Access to high-quality healthcare services, innovative and lifesaving treatments, screening and prevention schemes differs widely between Member States. Many of our citizens are suffering the consequences of that fact, with a lower likelihood of surviving certain diseases, for example, certain cancers or other non-communicable diseases. 

This is a totally unacceptable situation, and we believe it is time for the European Union to step up and fill the gaps left by the inefficiencies of Member States by using all currently available powers and competences.

There should be legislative and regulatory measures setting up minimum standards for healthcare services to ensure that all people in the Union enjoy same rights.

The European Health Union should be the overarching strategy of the Union, to be developed through sectorial regulations, but also with the intention of boosting the efforts made through other political initiatives such as the Pharmaceutical Strategy, Europe’s Beating Cancer Plan, the Farm to Fork Strategy and, of course, the European Green Deal. 

It is also time to place health once again at the centre of our political action. Before the pandemic, in most Member States, we have seen the ongoing dismantling of our public health services.

“We should finally accept reality by acknowledging that, in the face of supranational threats such as public health ones, national responses are no longer enough”

For decades, resources, infrastructure and personnel have been continuously undermined as part of the effort to cut public spending, while our doctors and nurses had to face growing difficulties in providing high-quality care and treatments to their patients.

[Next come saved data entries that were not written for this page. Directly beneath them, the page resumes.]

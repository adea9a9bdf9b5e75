//! Lazy token stream over a borrowed source.
//!
//! [`Tokens`] produces tokens on demand, one longest match at a time, and
//! can be rewound with [`Tokens::restart`]. Trivia kinds are matched and
//! advanced over but never yielded. When no rule matches at a position the
//! stream yields a single [`LexerError`] carrying the stuck offset and
//! then fuses.

use crate::error::{LexerError, LexerErrorKind};
use crate::lexer::{CompiledLexer, Token, TokenKind};
use crate::text::{TextRange, TextSize};

/// Lazy, finite, restartable token sequence. Created by
/// [`CompiledLexer::tokens`].
pub struct Tokens<'s, K: TokenKind> {
    lexer: &'s CompiledLexer<K>,
    source: &'s str,
    offset: usize,
    stuck: bool,
}

impl<'s, K: TokenKind> Tokens<'s, K> {
    pub(crate) fn new(lexer: &'s CompiledLexer<K>, source: &'s str) -> Self {
        Self {
            lexer,
            source,
            offset: 0,
            stuck: false,
        }
    }

    /// Rewinds the stream to the beginning of the source.
    pub fn restart(&mut self) {
        self.offset = 0;
        self.stuck = false;
    }

    /// Current byte offset into the source.
    #[must_use]
    pub const fn offset(&self) -> usize {
        self.offset
    }
}

impl<K: TokenKind> Iterator for Tokens<'_, K> {
    type Item = Result<Token<K>, LexerError>;

    fn next(&mut self) -> Option<Self::Item> {
        loop {
            if self.stuck || self.offset >= self.source.len() {
                return None;
            }
            let start = self.offset;
            match self.lexer.automaton().search(self.source, start) {
                // A zero-length match cannot advance the stream, so it is
                // reported the same way as no match at all.
                Some(matched) if matched.end > start => {
                    let kind = self.lexer.kind_of(matched.token);
                    self.offset = matched.end;
                    if kind.is_trivia() {
                        continue;
                    }
                    let range = TextRange::at(
                        TextSize::from(u32::try_from(start).unwrap_or(0)),
                        TextSize::from(u32::try_from(matched.end - start).unwrap_or(0)),
                    );
                    return Some(Ok(Token::new(
                        kind,
                        &self.source[start..matched.end],
                        range,
                    )));
                }
                _ => {
                    self.stuck = true;
                    let found = self.source[start..].chars().next().unwrap_or('\0');
                    let span = TextRange::at(
                        TextSize::from(u32::try_from(start).unwrap_or(0)),
                        TextSize::from(u32::try_from(found.len_utf8()).unwrap_or(1)),
                    );
                    return Some(Err(LexerError::new(
                        span,
                        LexerErrorKind::UnrecognizedInput { found },
                    )));
                }
            }
        }
    }
}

For too long, public health has been seen as an expense, or a waste of money that could be better spent elsewhere. Instead, the experience of the last few months has shown us that health should be treated as the single most important issue, as the main investment for a secure and prosperous future for all. 

We should reflect on the nature of public expenditure in the context of the European Semester. As established by the European Pillar of Social Rights, “Everyone has the right to timely access to affordable, preventive and curative health care of good quality”.

Therefore, public resources for health should not be considered as just simple spending, but instead as an investment on our future.

Protecting our citizens, promoting public health and ensuring access to high quality healthcare services for everyone must become the number one priority for any public policy, both at EU and Member State level. 

The future of healthcare services in the EU depends on the choices we make today. If intended to protect everyone and with that to protect our societies and allow them to flourish, healthcare services must be centred around the public good and detached from any private interest or profit intention.

This is the mission that the EU should pursue in the months to come to build a fairer, more just and equal society for all.